Start of Raw data

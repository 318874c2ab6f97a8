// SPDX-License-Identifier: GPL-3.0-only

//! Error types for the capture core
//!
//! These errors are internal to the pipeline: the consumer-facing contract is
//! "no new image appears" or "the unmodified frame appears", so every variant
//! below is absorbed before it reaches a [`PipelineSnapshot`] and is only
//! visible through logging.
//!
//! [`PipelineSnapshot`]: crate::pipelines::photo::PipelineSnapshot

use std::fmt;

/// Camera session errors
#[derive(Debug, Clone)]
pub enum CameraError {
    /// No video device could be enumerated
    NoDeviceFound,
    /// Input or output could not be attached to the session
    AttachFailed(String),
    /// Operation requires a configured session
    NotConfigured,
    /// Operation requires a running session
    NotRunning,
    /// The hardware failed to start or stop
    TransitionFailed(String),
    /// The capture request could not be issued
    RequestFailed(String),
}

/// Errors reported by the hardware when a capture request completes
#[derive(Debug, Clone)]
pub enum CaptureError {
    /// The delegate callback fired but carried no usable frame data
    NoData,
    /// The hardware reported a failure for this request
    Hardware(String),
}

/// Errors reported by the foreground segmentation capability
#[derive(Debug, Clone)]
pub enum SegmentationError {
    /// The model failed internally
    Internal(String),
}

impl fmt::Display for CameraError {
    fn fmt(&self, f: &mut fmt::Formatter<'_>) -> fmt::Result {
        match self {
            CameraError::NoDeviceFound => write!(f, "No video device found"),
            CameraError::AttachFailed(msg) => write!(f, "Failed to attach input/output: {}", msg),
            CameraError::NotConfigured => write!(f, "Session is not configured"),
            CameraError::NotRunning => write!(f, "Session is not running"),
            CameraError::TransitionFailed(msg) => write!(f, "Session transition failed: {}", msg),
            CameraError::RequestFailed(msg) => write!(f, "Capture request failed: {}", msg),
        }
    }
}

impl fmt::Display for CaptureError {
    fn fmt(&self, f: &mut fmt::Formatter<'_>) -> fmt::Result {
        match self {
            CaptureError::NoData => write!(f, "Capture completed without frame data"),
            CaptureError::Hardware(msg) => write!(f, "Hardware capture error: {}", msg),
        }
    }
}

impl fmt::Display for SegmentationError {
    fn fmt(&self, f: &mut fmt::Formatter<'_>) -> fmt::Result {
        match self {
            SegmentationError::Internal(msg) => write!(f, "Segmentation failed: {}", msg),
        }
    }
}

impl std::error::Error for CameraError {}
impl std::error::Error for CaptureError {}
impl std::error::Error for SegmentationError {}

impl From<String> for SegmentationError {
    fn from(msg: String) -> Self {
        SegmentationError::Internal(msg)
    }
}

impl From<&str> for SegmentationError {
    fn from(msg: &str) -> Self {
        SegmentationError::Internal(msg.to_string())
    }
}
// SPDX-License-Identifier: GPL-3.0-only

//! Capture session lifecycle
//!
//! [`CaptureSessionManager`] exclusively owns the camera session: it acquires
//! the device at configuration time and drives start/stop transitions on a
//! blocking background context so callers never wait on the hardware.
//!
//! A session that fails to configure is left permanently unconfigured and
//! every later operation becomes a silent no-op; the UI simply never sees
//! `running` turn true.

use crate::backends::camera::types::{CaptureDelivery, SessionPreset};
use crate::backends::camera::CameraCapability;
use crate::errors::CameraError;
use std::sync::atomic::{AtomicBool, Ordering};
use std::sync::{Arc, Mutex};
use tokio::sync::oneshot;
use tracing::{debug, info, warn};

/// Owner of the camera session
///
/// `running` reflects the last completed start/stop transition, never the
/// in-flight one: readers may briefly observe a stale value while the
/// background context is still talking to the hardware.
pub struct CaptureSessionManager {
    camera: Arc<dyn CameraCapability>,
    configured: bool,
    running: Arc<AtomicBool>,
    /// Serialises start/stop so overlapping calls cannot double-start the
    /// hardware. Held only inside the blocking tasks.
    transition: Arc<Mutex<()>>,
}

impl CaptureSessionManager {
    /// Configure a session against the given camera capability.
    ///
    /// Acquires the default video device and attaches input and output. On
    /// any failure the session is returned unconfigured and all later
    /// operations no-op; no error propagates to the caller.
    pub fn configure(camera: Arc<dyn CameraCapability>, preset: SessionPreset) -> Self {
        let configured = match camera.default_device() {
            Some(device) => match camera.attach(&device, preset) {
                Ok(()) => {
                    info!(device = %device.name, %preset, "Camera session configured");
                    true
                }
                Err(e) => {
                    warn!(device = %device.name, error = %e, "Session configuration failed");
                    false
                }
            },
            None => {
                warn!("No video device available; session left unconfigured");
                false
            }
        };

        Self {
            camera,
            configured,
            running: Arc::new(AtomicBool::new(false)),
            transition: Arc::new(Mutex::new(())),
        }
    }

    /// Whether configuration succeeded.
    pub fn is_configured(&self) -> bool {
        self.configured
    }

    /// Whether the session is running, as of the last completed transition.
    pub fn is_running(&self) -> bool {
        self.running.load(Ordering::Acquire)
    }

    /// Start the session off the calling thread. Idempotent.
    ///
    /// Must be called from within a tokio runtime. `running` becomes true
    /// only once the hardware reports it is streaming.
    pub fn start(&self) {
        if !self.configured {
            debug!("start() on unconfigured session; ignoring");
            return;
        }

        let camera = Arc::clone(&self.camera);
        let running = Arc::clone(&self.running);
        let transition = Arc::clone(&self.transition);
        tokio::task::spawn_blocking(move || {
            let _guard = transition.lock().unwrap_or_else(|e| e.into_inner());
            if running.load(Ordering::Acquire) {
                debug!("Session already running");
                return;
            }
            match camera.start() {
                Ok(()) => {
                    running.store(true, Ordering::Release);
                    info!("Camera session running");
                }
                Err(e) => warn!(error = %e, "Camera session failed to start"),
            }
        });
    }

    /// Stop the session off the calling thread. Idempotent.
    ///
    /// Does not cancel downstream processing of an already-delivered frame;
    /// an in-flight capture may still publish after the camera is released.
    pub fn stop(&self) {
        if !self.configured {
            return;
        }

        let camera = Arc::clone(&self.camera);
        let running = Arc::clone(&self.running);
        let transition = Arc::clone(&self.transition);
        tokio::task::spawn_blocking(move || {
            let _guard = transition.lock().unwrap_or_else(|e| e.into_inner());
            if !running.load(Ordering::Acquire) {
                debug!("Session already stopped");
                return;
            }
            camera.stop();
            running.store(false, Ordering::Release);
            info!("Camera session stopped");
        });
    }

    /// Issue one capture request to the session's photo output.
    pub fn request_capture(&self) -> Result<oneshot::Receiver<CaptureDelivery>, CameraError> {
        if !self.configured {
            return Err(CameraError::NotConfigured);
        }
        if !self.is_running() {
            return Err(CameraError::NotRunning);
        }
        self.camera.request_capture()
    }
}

End of Raw data

• **About this task**: Every word of the data above should be given again, exactly as it stands.

• **Exercise solution**:
repository 318874c2ab6f97a8
// SPDX-License-Identifier: GPL-3.0-only

//! Error types for the capture core
//!
//! These errors are internal to the pipeline: the consumer-facing contract is
//! "no new image appears" or "the unmodified frame appears", so every variant
//! below is absorbed before it reaches a [`PipelineSnapshot`] and is only
//! visible through logging.
//!
//! [`PipelineSnapshot`]: crate::pipelines::photo::PipelineSnapshot

use std::fmt;

/// Camera session errors
#[derive(Debug, Clone)]
pub enum CameraError {
    /// No video device could be enumerated
    NoDeviceFound,
    /// Input or output could not be attached to the session
    AttachFailed(String),
    /// Operation requires a configured session
    NotConfigured,
    /// Operation requires a running session
    NotRunning,
    /// The hardware failed to start or stop
    TransitionFailed(String),
    /// The capture request could not be issued
    RequestFailed(String),
}

/// Errors reported by the hardware when a capture request completes
#[derive(Debug, Clone)]
pub enum CaptureError {
    /// The delegate callback fired but carried no usable frame data
    NoData,
    /// The hardware reported a failure for this request
    Hardware(String),
}

/// Errors reported by the foreground segmentation capability
#[derive(Debug, Clone)]
pub enum SegmentationError {
    /// The model failed internally
    Internal(String),
}

impl fmt::Display for CameraError {
    fn fmt(&self, f: &mut fmt::Formatter<'_>) -> fmt::Result {
        match self {
            CameraError::NoDeviceFound => write!(f, "No video device found"),
            CameraError::AttachFailed(msg) => write!(f, "Failed to attach input/output: {}", msg),
            CameraError::NotConfigured => write!(f, "Session is not configured"),
            CameraError::NotRunning => write!(f, "Session is not running"),
            CameraError::TransitionFailed(msg) => write!(f, "Session transition failed: {}", msg),
            CameraError::RequestFailed(msg) => write!(f, "Capture request failed: {}", msg),
        }
    }
}

impl fmt::Display for CaptureError {
    fn fmt(&self, f: &mut fmt::Formatter<'_>) -> fmt::Result {
        match self {
            CaptureError::NoData => write!(f, "Capture completed without frame data"),
            CaptureError::Hardware(msg) => write!(f, "Hardware capture error: {}", msg),
        }
    }
}

impl fmt::Display for SegmentationError {
    fn fmt(&self, f: &mut fmt::Formatter<'_>) -> fmt::Result {
        match self {
            SegmentationError::Internal(msg) => write!(f, "Segmentation failed: {}", msg),
        }
    }
}

impl std::error::Error for CameraError {}
impl std::error::Error for CaptureError {}
impl std::error::Error for SegmentationError {}

impl From<String> for SegmentationError {
    fn from(msg: String) -> Self {
        SegmentationError::Internal(msg)
    }
}

impl From<&str> for SegmentationError {
    fn from(msg: &str) -> Self {
        SegmentationError::Internal(msg.to_string())
    }
}
// SPDX-License-Identifier: GPL-3.0-only

//! Capture session lifecycle
//!
//! [`CaptureSessionManager`] exclusively owns the camera session: it acquires
//! the device at configuration time and drives start/stop transitions on a
//! blocking background context so callers never wait on the hardware.
//!
//! A session that fails to configure is left permanently unconfigured and
//! every later operation becomes a silent no-op; the UI simply never sees
//! `running` turn true.

use crate::backends::camera::types::{CaptureDelivery, SessionPreset};
use crate::backends::camera::CameraCapability;
use crate::errors::CameraError;
use std::sync::atomic::{AtomicBool, Ordering};
use std::sync::{Arc, Mutex};
use tokio::sync::oneshot;
use tracing::{debug, info, warn};

/// Owner of the camera session
///
/// `running` reflects the last completed start/stop transition, never the
/// in-flight one: readers may briefly observe a stale value while the
/// background context is still talking to the hardware.
pub struct CaptureSessionManager {
    camera: Arc<dyn CameraCapability>,
    configured: bool,
    running: Arc<AtomicBool>,
    /// Serialises start/stop so overlapping calls cannot double-start the
    /// hardware. Held only inside the blocking tasks.
    transition: Arc<Mutex<()>>,
}

impl CaptureSessionManager {
    /// Configure a session against the given camera capability.
    ///
    /// Acquires the default video device and attaches input and output. On
    /// any failure the session is returned unconfigured and all later
    /// operations no-op; no error propagates to the caller.
    pub fn configure(camera: Arc<dyn CameraCapability>, preset: SessionPreset) -> Self {
        let configured = match camera.default_device() {
            Some(device) => match camera.attach(&device, preset) {
                Ok(()) => {
                    info!(device = %device.name, %preset, "Camera session configured");
                    true
                }
                Err(e) => {
                    warn!(device = %device.name, error = %e, "Session configuration failed");
                    false
                }
            },
            None => {
                warn!("No video device available; session left unconfigured");
                false
            }
        };

        Self {
            camera,
            configured,
            running: Arc::new(AtomicBool::new(false)),
            transition: Arc::new(Mutex::new(())),
        }
    }

    /// Whether configuration succeeded.
    pub fn is_configured(&self) -> bool {
        self.configured
    }

    /// Whether the session is running, as of the last completed transition.
    pub fn is_running(&self) -> bool {
        self.running.load(Ordering::Acquire)
    }

    /// Start the session off the calling thread. Idempotent.
    ///
    /// Must be called from within a tokio runtime. `running` becomes true
    /// only once the hardware reports it is streaming.
    pub fn start(&self) {
        if !self.configured {
            debug!("start() on unconfigured session; ignoring");
            return;
        }

        let camera = Arc::clone(&self.camera);
        let running = Arc::clone(&self.running);
        let transition = Arc::clone(&self.transition);
        tokio::task::spawn_blocking(move || {
            let _guard = transition.lock().unwrap_or_else(|e| e.into_inner());
            if running.load(Ordering::Acquire) {
                debug!("Session already running");
                return;
            }
            match camera.start() {
                Ok(()) => {
                    running.store(true, Ordering::Release);
                    info!("Camera session running");
                }
                Err(e) => warn!(error = %e, "Camera session failed to start"),
            }
        });
    }

    /// Stop the session off the calling thread. Idempotent.
    ///
    /// Does not cancel downstream processing of an already-delivered frame;
    /// an in-flight capture may still publish after the camera is released.
    pub fn stop(&self) {
        if !self.configured {
            return;
        }

        let camera = Arc::clone(&self.camera);
        let running = Arc::clone(&self.running);
        let transition = Arc::clone(&self.transition);
        tokio::task::spawn_blocking(move || {
            let _guard = transition.lock().unwrap_or_else(|e| e.into_inner());
            if !running.load(Ordering::Acquire) {
                debug!("Session already stopped");
                return;
            }
            camera.stop();
            running.store(false, Ordering::Release);
            info!("Camera session stopped");
        });
    }

    /// Issue one capture request to the session's photo output.
    pub fn request_capture(&self) -> Result<oneshot::Receiver<CaptureDelivery>, CameraError> {
        if !self.configured {
            return Err(CameraError::NotConfigured);
        }
        if !self.is_running() {
            return Err(CameraError::NotRunning);
        }
        self.camera.request_capture()
    }
}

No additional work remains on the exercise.